**Work item:**
Give the number of lines that contain "Instant" in the listing, and write nothing else.

**Supplied information:**
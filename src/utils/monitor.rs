#[cfg(feature = "cli")]
use std::sync::{Arc, Mutex};
#[cfg(feature = "cli")]
use std::time::{Duration, Instant};
#[cfg(feature = "cli")]
use sysinfo::{Pid, RefreshKind, System};

#[cfg(feature = "cli")]
#[derive(Debug, Clone)]
pub struct SystemStats {
    pub cpu_usage: f32,
    pub memory_usage_mb: u64,
    pub peak_memory_mb: u64,
    pub elapsed_time: Duration,
}

/// 追蹤清理過程中的 CPU / 記憶體用量
#[cfg(feature = "cli")]
pub struct SystemMonitor {
    system: Arc<Mutex<System>>,
    pid: Pid,
    start_time: Instant,
    peak_memory: Arc<Mutex<u64>>,
    enabled: bool,
}

#[cfg(feature = "cli")]
impl SystemMonitor {
    pub fn new(enabled: bool) -> Self {
        let mut system = System::new_with_specifics(RefreshKind::everything());

        let pid = sysinfo::get_current_pid().expect("Failed to get current PID");

        // 初始刷新
        system.refresh_all();

        Self {
            system: Arc::new(Mutex::new(system)),
            pid,
            start_time: Instant::now(),
            peak_memory: Arc::new(Mutex::new(0)),
            enabled,
        }
    }

    pub fn get_stats(&self) -> Option<SystemStats> {
        if !self.enabled {
            return None;
        }

        let mut system = self.system.lock().ok()?;
        system.refresh_all();

        let process = system.process(self.pid)?;
        let memory_mb = process.memory() / 1024 / 1024;

        // 更新峰值記憶體
        let mut peak = self.peak_memory.lock().ok()?;
        if memory_mb > *peak {
            *peak = memory_mb;
        }
        let peak_memory = *peak;

        Some(SystemStats {
            cpu_usage: process.cpu_usage(),
            memory_usage_mb: memory_mb,
            peak_memory_mb: peak_memory,
            elapsed_time: self.start_time.elapsed(),
        })
    }

    pub fn log_stats(&self, phase: &str) {
        if let Some(stats) = self.get_stats() {
            tracing::info!(
                "📊 {} - CPU: {:.1}%, Memory: {}MB, Peak: {}MB, Time: {:?}",
                phase,
                stats.cpu_usage,
                stats.memory_usage_mb,
                stats.peak_memory_mb,
                stats.elapsed_time
            );
        }
    }

    pub fn log_final_stats(&self, files_processed: usize) {
        if let Some(stats) = self.get_stats() {
            let secs = stats.elapsed_time.as_secs_f64();
            let rate = if secs > 0.0 {
                files_processed as f64 / secs
            } else {
                0.0
            };
            tracing::info!(
                "📊 Final Stats - Total Time: {:?}, Peak Memory: {}MB, {:.0} files/s",
                stats.elapsed_time,
                stats.peak_memory_mb,
                rate
            );
        }
    }
}

// 為非CLI環境提供空實現
#[cfg(not(feature = "cli"))]
pub struct SystemMonitor;

#[cfg(not(feature = "cli"))]
impl SystemMonitor {
    pub fn new(_enabled: bool) -> Self {
        Self
    }

    pub fn log_stats(&self, _phase: &str) {}

    pub fn log_final_stats(&self, _files_processed: usize) {}
}
use crate::core::Pipeline;
use crate::domain::model::SweepSummary;
use crate::utils::error::Result;
use crate::utils::monitor::SystemMonitor;

pub struct SweepEngine<P: Pipeline> {
    pipeline: P,
    monitor: SystemMonitor,
}

impl<P: Pipeline> SweepEngine<P> {
    pub fn new(pipeline: P) -> Self {
        Self {
            pipeline,
            monitor: SystemMonitor::new(false),
        }
    }

    pub fn new_with_monitoring(pipeline: P, monitor_enabled: bool) -> Self {
        Self {
            pipeline,
            monitor: SystemMonitor::new(monitor_enabled),
        }
    }

    pub async fn run(&self) -> Result<SweepSummary> {
        tracing::info!("Scanning for HTML files...");
        let files = self.pipeline.scan().await?;
        self.monitor.log_stats("Scan");

        if files.is_empty() {
            tracing::warn!("未發現任何 HTML 檔案，程式結束。");
            return Ok(SweepSummary::default());
        }

        let discovered = files.len();
        tracing::info!("🚀 開始並行處理共 {} 個檔案...", discovered);

        let result = self.pipeline.clean(files).await?;
        self.monitor.log_stats("Clean");

        let summary = self.pipeline.report(discovered, result).await?;
        self.monitor.log_final_stats(summary.files_discovered);

        Ok(summary)
    }
}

**Your solution:**
3